A New Framework for $\mathcal{H}_2$-Optimal Model Reduction
Alessandro Castagnotto, Boris Lohmann

TL;DR
This paper introduces a novel, efficient framework for H2-optimal model reduction of linear systems using tangential interpolation, significantly reducing computational costs while maintaining accuracy.
Contribution
It presents a decoupled approach that speeds up H2-optimal reduction and produces a useful surrogate model without extra cost, extending the applicability of interpolatory reduction methods.
Findings
Significant speedup in H2-optimal reduction process
Effective generation of surrogate models for error estimation
Demonstrated success on numerical examples
Abstract
In this contribution, a new framework for H2-optimal reduction of multiple-input, multiple- output linear dynamical systems by tangential interpolation is presented.
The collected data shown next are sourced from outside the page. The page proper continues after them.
//! Record Viewer - Entry Point

use clap::Parser;
use recview::model::{DateRange, FilterState, PageIndex, Status};
use std::path::PathBuf;
use std::sync::Arc;
use tracing::info;

/// Parse a status filter argument (case-insensitive).
fn parse_status(raw: &str) -> Result<Status, String> {
    Status::parse(raw).ok_or_else(|| format!("expected ACTIVE, INACTIVE or BLOCKED, got '{}'", raw))
}

/// Record Viewer - TUI for browsing paginated user records
#[derive(Parser, Debug)]
#[command(name = "recview")]
#[command(version)]
#[command(about = "TUI application for browsing paginated user records")]
pub struct Args {
    /// Path to a JSON array of records (falls back to config / RECVIEW_DATA)
    pub file: Option<PathBuf>,

    /// Start at specific page number (must be positive)
    #[arg(short, long, default_value = "1", value_parser = clap::value_parser!(u32).range(1..))]
    pub page: u32,

    /// Start with a name search applied
    #[arg(short, long)]
    pub search: Option<String>,

    /// Start with a status filter applied
    #[arg(long, value_parser = parse_status)]
    pub status: Option<Status>,

    /// Start with a look-back window in days (0 = all dates)
    #[arg(short, long, default_value = "0")]
    pub days: u32,

    /// Disable colors
    #[arg(long)]
    pub no_color: bool,

    /// Path to configuration file
    #[arg(long)]
    pub config: Option<PathBuf>,
}

impl Args {
    /// Filters requested on the command line.
    pub fn initial_filters(&self) -> FilterState {
        FilterState {
            search_text: self.search.clone().unwrap_or_default(),
            status: self.status,
            date_range: DateRange::days(self.days),
        }
    }

    /// 0-based start page. Values past the page limit are clamped later.
    pub fn start_page(&self) -> PageIndex {
        PageIndex::from_number(self.page as usize).unwrap_or(PageIndex::FIRST)
    }
}

fn main() -> Result<(), Box<dyn std::error::Error>> {
    let args = Args::parse();

    let color_config = recview::view::ColorConfig::from_env_and_args(args.no_color);

    // Defaults → Config File → Env Vars → CLI Args
    let config = {
        let config_file = recview::config::load_config_with_precedence(args.config.clone())?;
        let merged = recview::config::merge_config(config_file);
        let with_env = recview::config::apply_env_overrides(merged);
        recview::config::apply_cli_overrides(with_env, args.file.clone())
    };

    let _log_guard = recview::logging::init(&config.log_file_path)?;

    info!(config = ?config, "Configuration loaded and resolved");

    let browser = config.browser();
    let source = recview::source::open_source(config.data_file.clone(), browser.page_size)?;
    let fetcher = recview::source::PageFetcher::new(Arc::new(source));

    let state = recview::state::ViewState::new(
        browser,
        args.start_page(),
        args.initial_filters(),
        chrono::Local::now().date_naive(),
    );
    let styles = recview::view::TableStyles::with_color_config(color_config);

    recview::view::run_with_state(state, fetcher, styles)?;

    Ok(())
}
The framework is motivated by the local nature of both tangential interpolation and H2-optimal approxi- mations. The main advantage is given by a decoupling of the cost of optimization from the cost of reduction, resulting in a significant speedup in H2-optimal reduction. In addition, a middle-sized surrogate model is produced at no additional cost and can be used e.g. for error estimation. Numerical examples illustrate the new framework, showing its effectiveness in producing H2-optimal reduced models at a far lower cost than conventional algorithms. The paper ends with a brief discussion on how the idea behind the framework can be extended to approximate further system classes, thus showing that this truly is a general…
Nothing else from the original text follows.